3. NK Cell Expansion and Activation

Regardless of their source, NK cells must be expanded to generate sufficient numbers of highly functional cells for therapeutic applications (Figure 1). Clinical scale expansion can be achieved using mitotically inactivated feeder cells, such as peripheral blood mononuclear cells (PBMCs), K562 or Jurkat cells, with or without genetic modification [23][24][25]. Relative to freshly isolated NK cells, expanded populations adopt an activated phenotype with increased expression of activating receptors NKG2D, NKG2C, NKp30, NKp44, DNAM-1 and key effector molecules, such as TRAIL, FasL and granzymes [26].

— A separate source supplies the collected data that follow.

#[cfg(test)]
mod tests {
    use super::*;
    use crate::storage::{JsonFileStore, MemoryStore};
    use tempfile::TempDir;

    fn empty_store(policy: IdPolicy) -> (NotesStore, MemoryStore) {
        let backend = MemoryStore::new();
        let store = NotesStore::load(Box::new(backend.clone()), policy).unwrap();
        (store, backend)
    }

    fn store_with(contents: &[&str]) -> (NotesStore, MemoryStore) {
        let (mut store, backend) = empty_store(IdPolicy::Monotonic);
        for content in contents {
            store.add_note(content).unwrap();
        }
        (store, backend)
    }

    fn ids(store: &NotesStore) -> Vec<u32> {
        store.notes().iter().map(|n| n.id).collect()
    }

    #[test]
    fn test_load_without_document_is_empty() {
        let (store, backend) = empty_store(IdPolicy::Monotonic);
        assert!(store.notes().is_empty());
        assert_eq!(store.next_id(), 1);
        assert_eq!(backend.saves(), 0);
    }

    #[test]
    fn test_add_first_note() {
        let (mut store, backend) = empty_store(IdPolicy::Monotonic);

        let note = store.add_note("buy milk").unwrap();

        assert_eq!(note.id, 1);
        assert_eq!(note.content, "buy milk");
        assert!(!note.completed);
        assert_eq!(store.notes().len(), 1);
        assert_eq!(store.snapshot().active_count(), 1);
        assert_eq!(backend.saves(), 1);
        assert_eq!(backend.stored().unwrap().unwrap().notes, vec![note]);
    }

    #[test]
    fn test_add_increases_total_by_one() {
        let (mut store, _backend) = store_with(&["a", "b"]);
        let before = store.notes().len();

        let note = store.add_note("c").unwrap();

        assert_eq!(store.notes().len(), before + 1);
        assert!(!note.completed);
        assert_eq!(store.notes().last(), Some(&note));
    }

    #[test]
    fn test_add_keeps_content_as_given() {
        let (mut store, backend) = empty_store(IdPolicy::Monotonic);
        let note = store.add_note("  call mom \n").unwrap();
        assert_eq!(note.content, "  call mom \n");
        assert_eq!(backend.stored().unwrap().unwrap().notes[0].content, "  call mom \n");
    }

    #[test]
    fn test_add_empty_content_rejected() {
        let (mut store, backend) = store_with(&["a"]);

        for content in ["", "   ", "\n\t"] {
            let result = store.add_note(content);
            assert!(matches!(
                result,
                Err(VoiceNotesError::Validation { ref field, .. }) if field == "content"
            ));
        }

        assert_eq!(ids(&store), vec![1]);
        assert_eq!(backend.saves(), 1);
    }

    #[test]
    fn test_complete_note() {
        let (mut store, _backend) = store_with(&["a", "b"]);

        store.complete_note(1).unwrap();

        assert!(store.get(1).unwrap().completed);
        assert!(!store.get(2).unwrap().completed);
        assert_eq!(store.snapshot().active_count(), 1);
    }

    #[test]
    fn test_complete_note_is_idempotent() {
        let (mut store, backend) = store_with(&["a", "b"]);

        store.complete_note(2).unwrap();
        let once = store.notes().to_vec();
        let saves = backend.saves();

        store.complete_note(2).unwrap();

        assert_eq!(store.notes(), once.as_slice());
        assert_eq!(backend.saves(), saves);
    }

    #[test]
    fn test_complete_missing_note() {
        let (mut store, backend) = store_with(&["a"]);
        let before = store.notes().to_vec();

        let result = store.complete_note(42);

        assert!(matches!(result, Err(VoiceNotesError::NoteNotFound(42))));
        assert_eq!(store.notes(), before.as_slice());
        assert_eq!(backend.saves(), 1);
    }

    #[test]
    fn test_delete_middle_note() {
        let (mut store, backend) = store_with(&["a", "b", "c"]);

        let removed = store.delete_note(2).unwrap();

        assert_eq!(removed, 1);
        assert_eq!(ids(&store), vec![1, 3]);
        assert_eq!(store.snapshot().total(), 2);
        assert_eq!(backend.stored().unwrap().unwrap().notes.len(), 2);
    }

    #[test]
    fn test_delete_missing_note() {
        let (mut store, _backend) = store_with(&["a", "b"]);

        let result = store.delete_note(7);

        assert!(matches!(result, Err(VoiceNotesError::NoteNotFound(7))));
        assert_eq!(ids(&store), vec![1, 2]);
    }

    #[test]
    fn test_monotonic_ids_not_reused_after_delete() {
        let (mut store, _backend) = store_with(&["only"]);

        store.delete_note(1).unwrap();
        let note = store.add_note("x").unwrap();

        assert_eq!(note.id, 2);
    }

    #[test]
    fn test_collection_length_policy_reuses_ids() {
        let (mut store, _backend) = empty_store(IdPolicy::CollectionLength);
        store.add_note("only").unwrap();

        store.delete_note(1).unwrap();
        let note = store.add_note("x").unwrap();

        assert_eq!(note.id, 1);
    }

    #[test]
    fn test_duplicate_ids_complete_first_delete_all() {
        let (mut store, _backend) = empty_store(IdPolicy::CollectionLength);
        store.add_note("a").unwrap();
        store.add_note("b").unwrap();
        store.delete_note(1).unwrap();
        store.add_note("c").unwrap();
        assert_eq!(ids(&store), vec![2, 2]);

        store.complete_note(2).unwrap();
        assert!(store.notes()[0].completed);
        assert!(!store.notes()[1].completed);

        assert_eq!(store.delete_note(2).unwrap(), 2);
        assert!(store.notes().is_empty());
    }

    #[test]
    fn test_switching_policy_never_moves_counter_back() {
        let backend = MemoryStore::new();
        {
            let mut store =
                NotesStore::load(Box::new(backend.clone()), IdPolicy::CollectionLength).unwrap();
            store.add_note("a").unwrap();
            store.add_note("b").unwrap();
            store.delete_note(1).unwrap();
        }

        let mut store = NotesStore::load(Box::new(backend), IdPolicy::Monotonic).unwrap();
        assert_eq!(store.add_note("c").unwrap().id, 3);
    }

    #[test]
    fn test_legacy_document_without_counter() {
        let mut first = Note::new(4, "a".to_string());
        first.completed = true;
        let document = NotesDocument {
            notes: vec![first, Note::new(2, "b".to_string())],
            next_id: None,
        };
        let backend = MemoryStore::with_document(&document).unwrap();

        let mut store = NotesStore::load(Box::new(backend), IdPolicy::Monotonic).unwrap();

        assert_eq!(store.next_id(), 5);
        assert_eq!(store.add_note("c").unwrap().id, 5);
    }

    #[test]
    fn test_stale_counter_is_raised_to_existing_ids() {
        let document = NotesDocument {
            notes: vec![Note::new(9, "a".to_string())],
            next_id: Some(3),
        };
        let backend = MemoryStore::with_document(&document).unwrap();

        let store = NotesStore::load(Box::new(backend), IdPolicy::Monotonic).unwrap();
        assert_eq!(store.next_id(), 10);
    }

    #[test]
    fn test_add_rejected_when_ids_exhausted() {
        let document = NotesDocument {
            notes: vec![Note::new(u32::MAX, "last".to_string())],
            next_id: None,
        };
        let backend = MemoryStore::with_document(&document).unwrap();
        let mut store = NotesStore::load(Box::new(backend.clone()), IdPolicy::Monotonic).unwrap();

        for content in ["x", "y"] {
            let result = store.add_note(content);
            assert!(matches!(result, Err(VoiceNotesError::IdsExhausted)));
        }

        assert_eq!(ids(&store), vec![u32::MAX]);
        assert_eq!(store.next_id(), u32::MAX);
        assert_eq!(backend.saves(), 0);
    }

    #[test]
    fn test_last_monotonic_id_before_exhaustion() {
        let document = NotesDocument {
            notes: vec![Note::new(u32::MAX - 2, "a".to_string())],
            next_id: None,
        };
        let backend = MemoryStore::with_document(&document).unwrap();
        let mut store = NotesStore::load(Box::new(backend), IdPolicy::Monotonic).unwrap();

        assert_eq!(store.add_note("b").unwrap().id, u32::MAX - 1);
        assert!(matches!(store.add_note("c"), Err(VoiceNotesError::IdsExhausted)));
        assert_eq!(ids(&store), vec![u32::MAX - 2, u32::MAX - 1]);
    }

    #[test]
    fn test_failed_write_rolls_back_add() {
        let (mut store, backend) = store_with(&["a"]);
        let published = store.subscribe();
        backend.set_fail_writes(true);

        let result = store.add_note("b");

        assert!(matches!(result, Err(VoiceNotesError::Persistence(_))));
        assert_eq!(ids(&store), vec![1]);
        assert_eq!(store.next_id(), 2);
        assert!(!published.has_changed().unwrap());
        assert_eq!(backend.stored().unwrap().unwrap().notes.len(), 1);

        // The store is still usable once writes succeed again.
        backend.set_fail_writes(false);
        assert_eq!(store.add_note("b").unwrap().id, 2);
    }

    #[test]
    fn test_failed_write_rolls_back_complete_and_delete() {
        let (mut store, backend) = store_with(&["a", "b"]);
        backend.set_fail_writes(true);

        assert!(matches!(
            store.complete_note(1),
            Err(VoiceNotesError::Persistence(_))
        ));
        assert!(!store.get(1).unwrap().completed);

        assert!(matches!(
            store.delete_note(2),
            Err(VoiceNotesError::Persistence(_))
        ));
        assert_eq!(ids(&store), vec![1, 2]);
    }

    #[test]
    fn test_subscribers_see_each_mutation() {
        let (mut store, _backend) = empty_store(IdPolicy::Monotonic);
        let mut published = store.subscribe();

        let note = store.add_note("buy milk").unwrap();
        assert!(published.has_changed().unwrap());
        {
            let snapshot = published.borrow_and_update();
            assert_eq!(snapshot.total(), 1);
            assert_eq!(snapshot.created.as_ref(), Some(&note));
        }

        store.complete_note(note.id).unwrap();
        let snapshot = published.borrow_and_update();
        assert_eq!(snapshot.active_count(), 0);
        assert!(snapshot.created.is_none());
    }

    #[test]
    fn test_reload_from_disk_yields_equal_collection() {
        let tmp = TempDir::new().unwrap();
        let saved = {
            let backend = JsonFileStore::new(tmp.path(), "voice_notes");
            let mut store = NotesStore::load(Box::new(backend), IdPolicy::Monotonic).unwrap();
            store.add_note("buy milk").unwrap();
            store.add_note("call mom").unwrap();
            store.add_note("water plants").unwrap();
            store.complete_note(2).unwrap();
            store.delete_note(1).unwrap();
            store.notes().to_vec()
        };

        let backend = JsonFileStore::new(tmp.path(), "voice_notes");
        let store = NotesStore::load(Box::new(backend), IdPolicy::Monotonic).unwrap();

        assert_eq!(store.notes(), saved.as_slice());
        assert_eq!(store.next_id(), 4);
        assert_eq!(store.snapshot().notes, saved);
    }
}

NK cells have also been successfully expanded in feeder-free systems using cell culture flasks, bags, or bioreactors in the presence of high doses of cytokines, such as IL-15 and IL-21 [27][28], cytokine-conjugated magnetic beads [29][30], or plasma membrane-derived particles [31]. However, these methods typically yield lower cell numbers than what is achieved with feeder cell-based expansion. More recently, advanced systems involving dissolvable polymer-based microspheres [32] or streamlined expansion protocols [33] have allowed for improved yields and the incorporation of nonviral genome editing into feeder-free expansion systems.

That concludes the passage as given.